- Map of Rochester with NY 47 highlighted in red

Route information
- Maintained by NYSDOT and the city of Rochester
- Length: 19.34 mi (31.12 km)
- Existed: c. 1937–March 18, 1980

Major junctions
- West end: NY 104 in Greece
- I-490 in Rochester
- East end: Culver Road in Irondequoit

Location
- Country: United States
- State: New York
- Counties: Monroe

Highway system
- New York Highways; Interstate; US; State; Reference; Parkways;
| ← NY 46A |  | → NY 48 |

= New York State Route 47 =

Highway in New York

New York State Route 47 (NY 47) was a 19.34 mi long state highway around Rochester in New York, in the United States. It formed a semicircle through the inner suburbs of Rochester, following expressways west and east of the city and surface streets south of Rochester. The western terminus of the route was at an interchange with NY 104 west of the city limits in Greece. The eastern terminus was at an intersection with Culver Road in Irondequoit close to Lake Ontario. In between its western and eastern extents, NY 47 met Interstate 490 (I-490) twice. The limited-access highway portions of the route were known as the Rochester Outer Loop (or Outer Loop) in contrast to the Inner Loop around downtown Rochester.
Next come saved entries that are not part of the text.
//! User/group operation handlers: Op::User, Op::Group
//!
//! These operations are distro-agnostic and work for any Linux distribution.

use anyhow::{Context, Result};
use std::fs;
use std::path::Path;

/// Read a UID from the rootfs passwd file.
///
/// Returns:
/// - Ok(Some((uid, gid))) if user found
/// - Ok(None) if user not found or file doesn't exist
/// - Err if file exists but is corrupted/unreadable
pub fn read_uid_from_rootfs(rootfs: &Path, username: &str) -> Result<Option<(u32, u32)>> {
    let passwd_path = rootfs.join("etc/passwd");

    // File not existing is fine - user just doesn't exist
    if !passwd_path.exists() {
        return Ok(None);
    }

    let content = fs::read_to_string(&passwd_path)
        .with_context(|| format!("Failed to read passwd file at {}", passwd_path.display()))?;

    for line in content.lines() {
        let parts: Vec<&str> = line.split(':').collect();
        if parts.len() >= 4 && parts[0] == username {
            let uid: u32 = parts[2].parse().with_context(|| {
                format!(
                    "Corrupted passwd file: invalid UID '{}' for user '{}' at {}",
                    parts[2],
                    username,
                    passwd_path.display()
                )
            })?;
            let gid: u32 = parts[3].parse().with_context(|| {
                format!(
                    "Corrupted passwd file: invalid GID '{}' for user '{}' at {}",
                    parts[3],
                    username,
                    passwd_path.display()
                )
            })?;
            return Ok(Some((uid, gid)));
        }
    }
    Ok(None)
}

/// Read a GID from the rootfs group file.
///
/// Returns:
/// - Ok(Some(gid)) if group found
/// - Ok(None) if group not found or file doesn't exist
/// - Err if file exists but is corrupted/unreadable
pub fn read_gid_from_rootfs(rootfs: &Path, groupname: &str) -> Result<Option<u32>> {
    let group_path = rootfs.join("etc/group");

    // File not existing is fine - group just doesn't exist
    if !group_path.exists() {
        return Ok(None);
    }

    let content = fs::read_to_string(&group_path)
        .with_context(|| format!("Failed to read group file at {}", group_path.display()))?;

    for line in content.lines() {
        let parts: Vec<&str> = line.split(':').collect();
        if parts.len() >= 3 && parts[0] == groupname {
            let gid: u32 = parts[2].parse().with_context(|| {
                format!(
                    "Corrupted group file: invalid GID '{}' for group '{}' at {}",
                    parts[2],
                    groupname,
                    group_path.display()
                )
            })?;
            return Ok(Some(gid));
        }
    }
    Ok(None)
}

/// Ensure a user exists in passwd file.
pub fn ensure_user(
    source: &Path,
    staging: &Path,
    username: &str,
    default_uid: u32,
    default_gid: u32,
    home: &str,
    shell: &str,
) -> Result<()> {
    let passwd_path = staging.join("etc/passwd");

    // Read existing passwd file
    // - If file doesn't exist, start with empty string (first user)
    // - If file exists but unreadable, FAIL FAST (don't silently overwrite)
    let mut passwd = if passwd_path.exists() {
        fs::read_to_string(&passwd_path)
            .with_context(|| format!("Failed to read passwd file at {}", passwd_path.display()))?
    } else {
        String::new()
    };

    if !passwd.contains(&format!("{}:", username)) {
        // Try to get UID/GID from source rootfs, fall back to defaults if user doesn't exist
        let (uid, gid) =
            read_uid_from_rootfs(source, username)?.unwrap_or((default_uid, default_gid));
        let entry = format!(
            "{}:x:{}:{}:{}:{}:{}\n",
            username, uid, gid, username, home, shell
        );
        passwd.push_str(&entry);
        fs::write(&passwd_path, passwd)
            .with_context(|| format!("Failed to write passwd for user {}", username))?;
    }
    Ok(())
}

/// Ensure a group exists in group file.
pub fn ensure_group(
    source: &Path,
    staging: &Path,
    groupname: &str,
    default_gid: u32,
) -> Result<()> {
    let group_path = staging.join("etc/group");

    // Read existing group file
    // - If file doesn't exist, start with empty string (first group)
    // - If file exists but unreadable, FAIL FAST (don't silently overwrite)
    let mut group = if group_path.exists() {
        fs::read_to_string(&group_path)
            .with_context(|| format!("Failed to read group file at {}", group_path.display()))?
    } else {
        String::new()
    };

    if !group.contains(&format!("{}:", groupname)) {
        // Try to get GID from source rootfs, fall back to default if group doesn't exist
        let gid = read_gid_from_rootfs(source, groupname)?.unwrap_or(default_gid);
        let entry = format!("{}:x:{}:\n", groupname, gid);
        group.push_str(&entry);
        fs::write(&group_path, group)
            .with_context(|| format!("Failed to write group for {}", groupname))?;
    }
    Ok(())
}

/// Handle Op::User: Create or update a user
pub fn handle_user(
    source: &Path,
    staging: &Path,
    name: &str,
    uid: u32,
    gid: u32,
    home: &str,
    shell: &str,
) -> Result<()> {
    ensure_user(source, staging, name, uid, gid, home, shell)
}

/// Handle Op::Group: Create or update a group
pub fn handle_group(source: &Path, staging: &Path, name: &str, gid: u32) -> Result<()> {
    ensure_group(source, staging, name, gid)
}

#[cfg(test)]
mod tests {
    use super::*;
    use tempfile::TempDir;

    fn temp_dirs() -> (TempDir, std::path::PathBuf, std::path::PathBuf) {
        let temp = TempDir::new().unwrap();
        let source = temp.path().join("source");
        let staging = temp.path().join("staging");
        fs::create_dir_all(&source).unwrap();
        fs::create_dir_all(&staging).unwrap();
        (temp, source, staging)
    }

    #[test]
    fn test_read_uid_from_rootfs() {
        let (_temp, source, _staging) = temp_dirs();

        fs::create_dir_all(source.join("etc")).unwrap();
        fs::write(
            source.join("etc/passwd"),
            "root:x:0:0:root:/root:/bin/bash\ndbus:x:81:81:System message bus:/:/sbin/nologin\n",
        )
        .unwrap();

        let root_uid = read_uid_from_rootfs(&source, "root").unwrap();
        assert_eq!(root_uid, Some((0, 0)));

        let dbus_uid = read_uid_from_rootfs(&source, "dbus").unwrap();
        assert_eq!(dbus_uid, Some((81, 81)));

        let missing = read_uid_from_rootfs(&source, "nonexistent").unwrap();
        assert_eq!(missing, None);
    }

    #[test]
    fn test_read_gid_from_rootfs() {
        let (_temp, source, _staging) = temp_dirs();

        fs::create_dir_all(source.join("etc")).unwrap();
        fs::write(source.join("etc/group"), "root:x:0:\ndbus:x:81:\n").unwrap();

        let root_gid = read_gid_from_rootfs(&source, "root").unwrap();
        assert_eq!(root_gid, Some(0));

        let dbus_gid = read_gid_from_rootfs(&source, "dbus").unwrap();
        assert_eq!(dbus_gid, Some(81));

        let missing = read_gid_from_rootfs(&source, "nonexistent").unwrap();
        assert_eq!(missing, None);
    }

    #[test]
    fn test_ensure_user_creates_entry() {
        let (_temp, source, staging) = temp_dirs();

        fs::create_dir_all(staging.join("etc")).unwrap();

        ensure_user(
            &source,
            &staging,
            "testuser",
            1000,
            1000,
            "/home/testuser",
            "/bin/bash",
        )
        .unwrap();

        let passwd_content = fs::read_to_string(staging.join("etc/passwd")).unwrap();
        assert!(passwd_content.contains("testuser:x:1000:1000:testuser:/home/testuser:/bin/bash"));
    }

    #[test]
    fn test_ensure_user_uses_source_uid() {
        let (_temp, source, staging) = temp_dirs();

        // Create source passwd with specific UID
        fs::create_dir_all(source.join("etc")).unwrap();
        fs::write(
            source.join("etc/passwd"),
            "testuser:x:1234:5678:::/bin/sh\n",
        )
        .unwrap();

        fs::create_dir_all(staging.join("etc")).unwrap();

        // Request with different defaults - should use source values
        ensure_user(
            &source,
            &staging,
            "testuser",
            9999,
            9999,
            "/home/test",
            "/bin/bash",
        )
        .unwrap();

        let passwd_content = fs::read_to_string(staging.join("etc/passwd")).unwrap();
        assert!(passwd_content.contains("testuser:x:1234:5678"));
    }

    #[test]
    fn test_ensure_user_idempotent() {
        let (_temp, source, staging) = temp_dirs();

        fs::create_dir_all(staging.join("etc")).unwrap();

        ensure_user(
            &source,
            &staging,
            "testuser",
            1000,
            1000,
            "/home/testuser",
            "/bin/bash",
        )
        .unwrap();
        ensure_user(
            &source,
            &staging,
            "testuser",
            1000,
            1000,
            "/home/testuser",
            "/bin/bash",
        )
        .unwrap();

        let passwd_content = fs::read_to_string(staging.join("etc/passwd")).unwrap();
        // Count lines that start with "testuser:" (full username match)
        let entry_count = passwd_content
            .lines()
            .filter(|line| line.starts_with("testuser:"))
            .count();
        assert_eq!(
            entry_count, 1,
            "Should only have one passwd entry for testuser"
        );
    }

    #[test]
    fn test_ensure_group_creates_entry() {
        let (_temp, source, staging) = temp_dirs();

        fs::create_dir_all(staging.join("etc")).unwrap();

        ensure_group(&source, &staging, "testgroup", 1000).unwrap();

        let group_content = fs::read_to_string(staging.join("etc/group")).unwrap();
        assert!(group_content.contains("testgroup:x:1000:"));
    }

    #[test]
    fn test_handle_user() {
        let (_temp, source, staging) = temp_dirs();

        fs::create_dir_all(staging.join("etc")).unwrap();

        handle_user(
            &source,
            &staging,
            "myuser",
            1001,
            1001,
            "/home/myuser",
            "/bin/sh",
        )
        .unwrap();

        let passwd_content = fs::read_to_string(staging.join("etc/passwd")).unwrap();
        assert!(passwd_content.contains("myuser:x:1001:1001:myuser:/home/myuser:/bin/sh"));
    }

    #[test]
    fn test_handle_group() {
        let (_temp, source, staging) = temp_dirs();

        fs::create_dir_all(staging.join("etc")).unwrap();

        handle_group(&source, &staging, "mygroup", 1001).unwrap();

        let group_content = fs::read_to_string(staging.join("etc/group")).unwrap();
        assert!(group_content.contains("mygroup:x:1001:"));
    }
}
NY 47 was originally routed along surface streets through the city when it was assigned c. 1937. It began at NY 31 in Gates and followed Howard Road and Brooks Avenue southeast into Rochester, where it continued eastward on Genesee Park Boulevard and Elmwood Avenue. NY 47 remained on the latter through Brighton to an area known as Twelve Corners. At this point, the route turned north onto Winton Road and followed that street through the eastern fringe of the city to Irondequoit, where NY 47 ended at a junction with U.S. Route 104 (US 104, now NY 404). The Outer Loop was constructed in stages, beginning with the portion of the Sea Breeze Expressway north of Ridge Road in the early 1950s. From that point on, construction progressed in a generally clockwise fashion around the city.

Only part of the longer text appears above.